DATASET RECORDS START
//! Judge Pipeline
//!
//! Orchestrates a full submission: resolves and freezes the effective time
//! limit, runs every test case in creation order through the Case Runner,
//! aggregates the weighted score and resolves the overall verdict by error
//! priority. A submission always reaches a terminal state: `completed`
//! with a verdict, or `failed` when the infrastructure itself broke.

use std::sync::Arc;

use chrono::Utc;
use uuid::Uuid;

use crate::config::Config;
use crate::error::{JudgeError, JudgeResult};
use crate::models::{
    ErrorKind, Language, Problem, Submission, SubmissionStatus, TestCase, TestResult, Verdict,
};
use crate::resolve::effective_time_limit;
use crate::runner::CaseRunner;
use crate::sandbox::Sandbox;
use crate::store::{CalibrationStore, ProblemStore, ResultSink};

/// Judges submissions end to end
pub struct JudgeService {
    sandbox: Arc<dyn Sandbox>,
    problems: Arc<dyn ProblemStore>,
    calibrations: Arc<dyn CalibrationStore>,
    results: Arc<dyn ResultSink>,
    config: Config,
}

impl JudgeService {
    pub fn new(
        sandbox: Arc<dyn Sandbox>,
        problems: Arc<dyn ProblemStore>,
        calibrations: Arc<dyn CalibrationStore>,
        results: Arc<dyn ResultSink>,
        config: Config,
    ) -> Self {
        Self {
            sandbox,
            problems,
            calibrations,
            results,
            config,
        }
    }

    /// Judge source code against every test case of a problem.
    ///
    /// Synchronous from the caller's view: returns once all test cases are
    /// judged. Test cases of one submission run strictly sequentially.
    pub async fn judge(
        &self,
        problem_id: Uuid,
        language: Language,
        source_code: String,
        user_id: Option<String>,
    ) -> JudgeResult<Submission> {
        let problem = self.problems.get_problem(problem_id).await?;
        if !problem.is_active {
            return Err(JudgeError::Validation(format!(
                "problem {problem_id} is not accepting submissions"
            )));
        }
        if source_code.len() > self.config.limits.max_source_code_bytes {
            return Err(JudgeError::Validation(format!(
                "source code too large (max {} bytes)",
                self.config.limits.max_source_code_bytes
            )));
        }
        let test_cases = self.problems.list_test_cases(problem_id).await?;
        if test_cases.is_empty() {
            return Err(JudgeError::Validation(format!(
                "problem {problem_id} has no test cases"
            )));
        }

        let calibration = self.calibrations.active_calibration(problem_id).await?;
        let time_limit = effective_time_limit(&problem, calibration.as_ref(), language);

        let mut submission = Submission::new(problem_id, language, source_code, user_id);
        // Frozen before any test result exists and never changed afterwards
        submission.time_limit_used = Some(time_limit);
        self.results.persist_submission(&submission).await?;

        submission.status = SubmissionStatus::Running;
        self.results.persist_submission(&submission).await?;
        tracing::info!(
            submission = %submission.id,
            %language,
            time_limit,
            "judging submission"
        );

        match self
            .run_all_cases(&mut submission, &problem, &test_cases, time_limit)
            .await
        {
            Ok(()) => {
                submission.status = SubmissionStatus::Completed;
                submission.judged_at = Some(Utc::now());
                self.results.persist_submission(&submission).await?;
                tracing::info!(
                    submission = %submission.id,
                    verdict = %submission.verdict.unwrap_or(Verdict::InternalError),
                    passed = submission.passed_count,
                    total = submission.total_count,
                    "submission judged"
                );
                Ok(submission)
            }
            Err(e) => {
                // Infrastructure failure: record it and surface it to the
                // caller, distinct from a judged internal_error result
                submission.status = SubmissionStatus::Failed;
                submission.error_message = Some(e.to_string());
                if let Err(persist_err) = self.results.persist_submission(&submission).await {
                    tracing::error!(
                        submission = %submission.id,
                        "failed to persist failed submission: {persist_err}"
                    );
                }
                Err(e)
            }
        }
    }

    async fn run_all_cases(
        &self,
        submission: &mut Submission,
        problem: &Problem,
        test_cases: &[TestCase],
        time_limit: f64,
    ) -> JudgeResult<()> {
        let runner = CaseRunner::new(self.sandbox.as_ref());
        let mut results = Vec::with_capacity(test_cases.len());
        let mut halted = false;

        for test_case in test_cases {
            let result = if halted {
                // The sandbox would fail identically; synthesize the result
                // instead of re-running
                let mut result = TestResult::new(submission.id, test_case.id);
                result.error_kind = ErrorKind::InternalError;
                result.error_message =
                    Some("execution terminated early: compilation failed".to_string());
                result
            } else {
                let outcome = runner
                    .run_case(submission, test_case, time_limit, problem.memory_limit_mb)
                    .await;
                if outcome.halt {
                    halted = true;
                    submission.error_message = outcome.result.stderr.clone();
                }
                outcome.result
            };

            // Persisted as each case completes, before the overall verdict
            self.results.persist_test_result(&result).await?;
            results.push(result);
        }

        submission.total_count = results.len() as u32;
        submission.passed_count = results.iter().filter(|r| r.passed).count() as u32;
        submission.execution_time_total =
            Some(results.iter().filter_map(|r| r.execution_time).sum());
        submission.score = Some(weighted_score(&results, test_cases));
        submission.verdict = Some(Verdict::from_results(&results));

        Ok(())
    }
}

/// Weighted score in [0, 1]: passed weight over total weight.
///
/// With zero total weight there is nothing to apportion; all-passed counts
/// as full score.
fn weighted_score(results: &[TestResult], test_cases: &[TestCase]) -> f64 {
    let total: f64 = test_cases.iter().map(|tc| tc.weight).sum();
    if total <= 0.0 {
        return if results.iter().all(|r| r.passed) {
            1.0
        } else {
            0.0
        };
    }

    let passed: f64 = results
        .iter()
        .zip(test_cases)
        .filter(|(result, _)| result.passed)
        .map(|(_, tc)| tc.weight)
        .sum();

    passed / total
}

#[cfg(test)]
mod tests {
    use super::*;
    use crate::models::CalibrationStatus;
    use crate::sandbox::{RunOutcome, RunStatus};
    use crate::test_support::{MemoryStore, ScriptedSandbox, init_tracing, make_problem, make_test_case};

    fn service(sandbox: ScriptedSandbox, store: Arc<MemoryStore>) -> JudgeService {
        init_tracing();
        JudgeService::new(
            Arc::new(sandbox),
            store.clone(),
            store.clone(),
            store,
            Config::default(),
        )
    }

    fn seeded_store(expected: &[(&str, &str, f64)]) -> (Arc<MemoryStore>, Uuid) {
        let store = Arc::new(MemoryStore::default());
        let problem = make_problem(1.0);
        let problem_id = problem.id;
        store.add_problem(problem);
        for &(input, output, weight) in expected {
            store.add_test_case(make_test_case(problem_id, input, output, weight));
        }
        (store, problem_id)
    }

    #[tokio::test]
    async fn test_accepted_when_every_case_passes() {
        let (store, problem_id) = seeded_store(&[("1 2", "3", 1.0), ("2 3", "5", 1.0)]);
        let sandbox = ScriptedSandbox::new(vec![
            Ok(RunOutcome::success("3\n".to_string(), 0.01)),
            Ok(RunOutcome::success("5\n".to_string(), 0.01)),
        ]);
        let service = service(sandbox, store.clone());

        let submission = service
            .judge(problem_id, Language::Cpp, "src".to_string(), None)
            .await
            .unwrap();

        assert_eq!(submission.status, SubmissionStatus::Completed);
        assert_eq!(submission.verdict, Some(Verdict::Accepted));
        assert_eq!(submission.score, Some(1.0));
        assert_eq!(submission.passed_count, 2);
        assert_eq!(submission.total_count, 2);
        assert_eq!(store.test_results.lock().unwrap().len(), 2);
    }

    #[tokio::test]
    async fn test_compile_error_invokes_sandbox_exactly_once() {
        let (store, problem_id) =
            seeded_store(&[("1", "1", 1.0), ("2", "2", 1.0), ("3", "3", 1.0)]);
        let sandbox = ScriptedSandbox::new(vec![Ok(RunOutcome::compile_error(
            1,
            "error: expected ';'".to_string(),
        ))]);
        let calls = sandbox.call_log();
        let service = service(sandbox, store.clone());

        let submission = service
            .judge(problem_id, Language::Cpp, "src".to_string(), None)
            .await
            .unwrap();

        assert_eq!(calls.lock().unwrap().len(), 1);
        assert_eq!(submission.verdict, Some(Verdict::CompilationError));
        assert_eq!(submission.score, Some(0.0));

        let results = store.test_results.lock().unwrap();
        assert_eq!(results.len(), 3);
        assert_eq!(results[0].error_kind, ErrorKind::CompilationError);
        for synthetic in &results[1..] {
            assert_eq!(synthetic.error_kind, ErrorKind::InternalError);
            assert!(!synthetic.passed);
        }
    }

    #[tokio::test]
    async fn test_verdict_priority_tle_over_wrong_answer() {
        let (store, problem_id) = seeded_store(&[("1", "1", 1.0), ("2", "2", 1.0)]);
        let sandbox = ScriptedSandbox::new(vec![
            Ok(RunOutcome::success("9\n".to_string(), 0.01)),
            Ok(RunOutcome::time_limit(1.2)),
        ]);
        let service = service(sandbox, store);

        let submission = service
            .judge(problem_id, Language::Cpp, "src".to_string(), None)
            .await
            .unwrap();

        assert_eq!(submission.verdict, Some(Verdict::TimeLimitExceeded));
        assert_eq!(submission.passed_count, 0);
    }

    #[tokio::test]
    async fn test_weighted_score() {
        let (store, problem_id) =
            seeded_store(&[("1", "1", 3.0), ("2", "2", 1.0), ("3", "3", 1.0)]);
        let sandbox = ScriptedSandbox::new(vec![
            Ok(RunOutcome::success("1\n".to_string(), 0.01)),
            Ok(RunOutcome::success("9\n".to_string(), 0.01)),
            Ok(RunOutcome::success("3\n".to_string(), 0.01)),
        ]);
        let service = service(sandbox, store);

        let submission = service
            .judge(problem_id, Language::Cpp, "src".to_string(), None)
            .await
            .unwrap();

        assert_eq!(submission.passed_count, 2);
        assert_eq!(submission.score, Some(0.8));
        assert_eq!(submission.verdict, Some(Verdict::WrongAnswer));
    }

    #[tokio::test]
    async fn test_calibrated_time_limit_is_frozen_and_passed_to_sandbox() {
        let (store, problem_id) = seeded_store(&[("1", "1", 1.0)]);

        // Active reliable calibration: python factor 4.0 over a 1.0s base
        let mut calibration = crate::models::Calibration::new(
            problem_id,
            Uuid::new_v4(),
            5,
            Language::Cpp,
            1.0,
            12.0,
        );
        calibration
            .adjustment_factors
            .insert(Language::Python, 4.0);
        calibration.status = CalibrationStatus::Stable;
        calibration.is_reliable = true;
        store.add_active_calibration(calibration);

        // A slow solution at 4.5s exceeds even the adjusted 4.0s limit
        let sandbox = ScriptedSandbox::new(vec![Ok(RunOutcome::time_limit(4.5))]);
        let calls = sandbox.call_log();
        let service = service(sandbox, store);

        let submission = service
            .judge(problem_id, Language::Python, "src".to_string(), None)
            .await
            .unwrap();

        assert_eq!(submission.time_limit_used, Some(4.0));
        assert_eq!(calls.lock().unwrap()[0], (Language::Python, 4.0));
        assert_eq!(submission.verdict, Some(Verdict::TimeLimitExceeded));
    }

    #[tokio::test]
    async fn test_sandbox_infrastructure_failure_is_a_judged_internal_error() {
        let (store, problem_id) = seeded_store(&[("1", "1", 1.0), ("2", "2", 1.0)]);
        let sandbox = ScriptedSandbox::new(vec![
            Err(JudgeError::Docker("daemon unreachable".to_string())),
            Ok(RunOutcome::success("2\n".to_string(), 0.01)),
        ]);
        let service = service(sandbox, store);

        let submission = service
            .judge(problem_id, Language::Cpp, "src".to_string(), None)
            .await
            .unwrap();

        // Judging continued past the broken case and still completed
        assert_eq!(submission.status, SubmissionStatus::Completed);
        assert_eq!(submission.verdict, Some(Verdict::InternalError));
        assert_eq!(submission.passed_count, 1);
    }

    #[tokio::test]
    async fn test_inactive_problem_is_rejected() {
        let store = Arc::new(MemoryStore::default());
        let mut problem = make_problem(1.0);
        problem.is_active = false;
        let problem_id = problem.id;
        store.add_problem(problem);

        let sandbox = ScriptedSandbox::new(vec![]);
        let service = service(sandbox, store);

        let result = service
            .judge(problem_id, Language::Cpp, "src".to_string(), None)
            .await;
        assert!(matches!(result, Err(JudgeError::Validation(_))));
    }

    #[tokio::test]
    async fn test_oversized_source_is_rejected() {
        let (store, problem_id) = seeded_store(&[("1", "1", 1.0)]);
        let sandbox = ScriptedSandbox::new(vec![]);
        let service = service(sandbox, store);

        let huge = "x".repeat(65_000);
        let result = service.judge(problem_id, Language::Cpp, huge, None).await;
        assert!(matches!(result, Err(JudgeError::Validation(_))));
    }

    #[test]
    fn test_weighted_score_zero_total_weight() {
        let problem_id = Uuid::new_v4();
        let submission_id = Uuid::new_v4();
        let cases = vec![
            make_test_case(problem_id, "1", "1", 0.0),
            make_test_case(problem_id, "2", "2", 0.0),
        ];
        let mut passed = TestResult::new(submission_id, cases[0].id);
        passed.passed = true;
        let mut passed_too = TestResult::new(submission_id, cases[1].id);
        passed_too.passed = true;

        assert_eq!(weighted_score(&[passed.clone(), passed_too], &cases), 1.0);

        let mut failed = TestResult::new(submission_id, cases[1].id);
        failed.error_kind = ErrorKind::WrongAnswer;
        assert_eq!(weighted_score(&[passed, failed], &cases), 0.0);
    }
}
DATASET RECORDS END
**EXERCISE OBJECTIVE**
Although the records may continue, retype only the lines from the first one through the one containing "verdict by error", exactly as they appear.

**FINAL ANSWER**
//! Judge Pipeline
//!
//! Orchestrates a full submission: resolves and freezes the effective time
//! limit, runs every test case in creation order through the Case Runner,
//! aggregates the weighted score and resolves the overall verdict by error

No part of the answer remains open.